「おひとりさま」にとって、老後の生活設計とともに考えておきたいテーマの1つが「遺産相続」です。
安心して老後を過ごすために計画的に資産形成をされている方も多いと思いますが、もしその資産を使いきれなかった場合、残された財産は誰に渡るのでしょうか。
離婚や死別で「おひとりさま」になった方にはお子さまがいることもありますが、近年では生涯未婚率の上昇に伴い、「相続する人がいない」という状況も増えています。
一人っ子でご両親がすでに他界されている場合など、おひとりさまが築いた大切な遺産がどうなるのか、気になる方もいるでしょう。
この記事では、老後の備えとあわせて考えておきたい「おひとりさまの遺産相続」について、基本からわかりやすく解説します。
1. おひとりさまの「平均貯蓄額」はいくら?《年代別》20歳代~70歳代
J-FLEC(金融広報中央委員会)が公表した「家計の金融行動に関する世論調査(2024年)」によると、単身世帯における金融資産の保有状況は以下のようになっています。
※この調査の金融資産には、預貯金の他に株式、投資信託、生命保険などが含まれます。

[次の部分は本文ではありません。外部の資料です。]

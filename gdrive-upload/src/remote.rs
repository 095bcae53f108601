use std::path::Path;

use async_trait::async_trait;
use gdrive_core::{DriveClient, DriveError, DriveFile, FileQuery, ListScope};
use thiserror::Error;

use crate::container::Container;
use crate::upload::FolderDescriptor;

#[derive(Debug, Error)]
pub enum RemoteError {
    #[error(transparent)]
    Drive(#[from] DriveError),
    #[error("failed to read local file: {0}")]
    Io(#[from] std::io::Error),
    #[error("remote store rejected request: {0}")]
    Rejected(String),
}

impl RemoteError {
    pub fn is_auth_error(&self) -> bool {
        matches!(self, RemoteError::Drive(err) if err.is_auth_error())
    }
}

#[derive(Debug, Clone, Copy, PartialEq, Eq)]
pub enum NameMatch<'a> {
    Exact(&'a str),
    Contains(&'a str),
}

#[derive(Debug, Clone, Copy, PartialEq, Eq)]
pub struct ChildFilter<'a> {
    pub name: NameMatch<'a>,
    pub folders_only: bool,
    pub include_trashed: bool,
}

impl<'a> ChildFilter<'a> {
    /// Non-trashed folders whose name equals `name` exactly.
    pub fn folder_named(name: &'a str) -> Self {
        Self {
            name: NameMatch::Exact(name),
            folders_only: true,
            include_trashed: false,
        }
    }

    /// Non-trashed entries of any kind whose name contains `fragment`.
    pub fn name_containing(fragment: &'a str) -> Self {
        Self {
            name: NameMatch::Contains(fragment),
            folders_only: false,
            include_trashed: false,
        }
    }
}

/// Transient record of one child returned by a listing.
#[derive(Debug, Clone, PartialEq, Eq)]
pub struct ListingEntry {
    pub id: String,
    pub name: String,
    pub parents: Vec<String>,
}

impl From<DriveFile> for ListingEntry {
    fn from(file: DriveFile) -> Self {
        Self {
            id: file.id,
            name: file.name,
            parents: file.parents,
        }
    }
}

/// Remote operations the upload pipeline depends on. Implementations own the
/// transport, credentials and container scope; listings come back fully paginated.
#[async_trait]
pub trait RemoteStore: Send + Sync {
    /// Descriptor of the folder at the top of the target container.
    fn root(&self) -> FolderDescriptor;

    async fn list_children(
        &self,
        parent_id: &str,
        filter: ChildFilter<'_>,
    ) -> Result<Vec<ListingEntry>, RemoteError>;

    /// Creates a folder and returns its id.
    async fn create_folder(&self, parent_id: &str, name: &str) -> Result<String, RemoteError>;

    /// Uploads the file at `local_path` and returns the new file's id.
    async fn upload_file(
        &self,
        parent_id: &str,
        name: &str,
        mime_type: &str,
        local_path: &Path,
    ) -> Result<String, RemoteError>;
}

/// `RemoteStore` backed by the Drive REST API, scoped to one container.
pub struct DriveStore {
    client: DriveClient,
    scope: ListScope,
    root: FolderDescriptor,
}

impl DriveStore {
    pub fn new(client: DriveClient, container: &Container) -> Self {
        Self {
            client,
            scope: container.scope(),
            root: container.root(),
        }
    }
}

#[async_trait]
impl RemoteStore for DriveStore {
    fn root(&self) -> FolderDescriptor {
        self.root.clone()
    }

    async fn list_children(
        &self,
        parent_id: &str,
        filter: ChildFilter<'_>,
    ) -> Result<Vec<ListingEntry>, RemoteError> {
        let mut query = FileQuery::new();
        if filter.folders_only {
            query = query.folders_only();
        }
        query = query.in_parents(parent_id);
        query = match filter.name {
            NameMatch::Exact(name) => query.name_equals(name),
            NameMatch::Contains(fragment) => query.name_contains(fragment),
        };
        if !filter.include_trashed {
            query = query.trashed(false);
        }
        let files = self.client.list_files(&query, &self.scope).await?;
        Ok(files.into_iter().map(ListingEntry::from).collect())
    }

    async fn create_folder(&self, parent_id: &str, name: &str) -> Result<String, RemoteError> {
        let folder = self
            .client
            .create_folder(parent_id, name, &self.scope)
            .await?;
        require_id(folder, "folder creation")
    }

    async fn upload_file(
        &self,
        parent_id: &str,
        name: &str,
        mime_type: &str,
        local_path: &Path,
    ) -> Result<String, RemoteError> {
        let content = tokio::fs::File::open(local_path).await?;
        let size = content.metadata().await?.len();
        let file = self
            .client
            .upload_file(parent_id, name, mime_type, content, size, &self.scope)
            .await?;
        require_id(file, "upload")
    }
}

fn require_id(file: DriveFile, operation: &str) -> Result<String, RemoteError> {
    if file.id.trim().is_empty() {
        return Err(RemoteError::Rejected(format!(
            "{operation} response did not include an id"
        )));
    }
    Ok(file.id)
}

ただし、日常の支払いなどに使う普通預金の残高は含まれていません。
- 20歳代:平均161万円・中央値15万円
- 30歳代:平均459万円・中央値90万円
- 40歳代:平均883万円・中央値85万円
- 50歳代:平均1087万円・中央値30万円
- 60歳代:平均1679万円・中央値350万円
- 70歳代:平均1634万円・中央値475万円
20歳代から30歳代では金融資産が100万円未満の層が多数を占める一方、60歳代や70歳代になると1000万円以上を保有する人も珍しくありません。
このように築き上げた資産は、老後の生活を支える安心材料となりますが、同時に使いきれずに残った場合の「遺し方」についても考えておくことが重要です。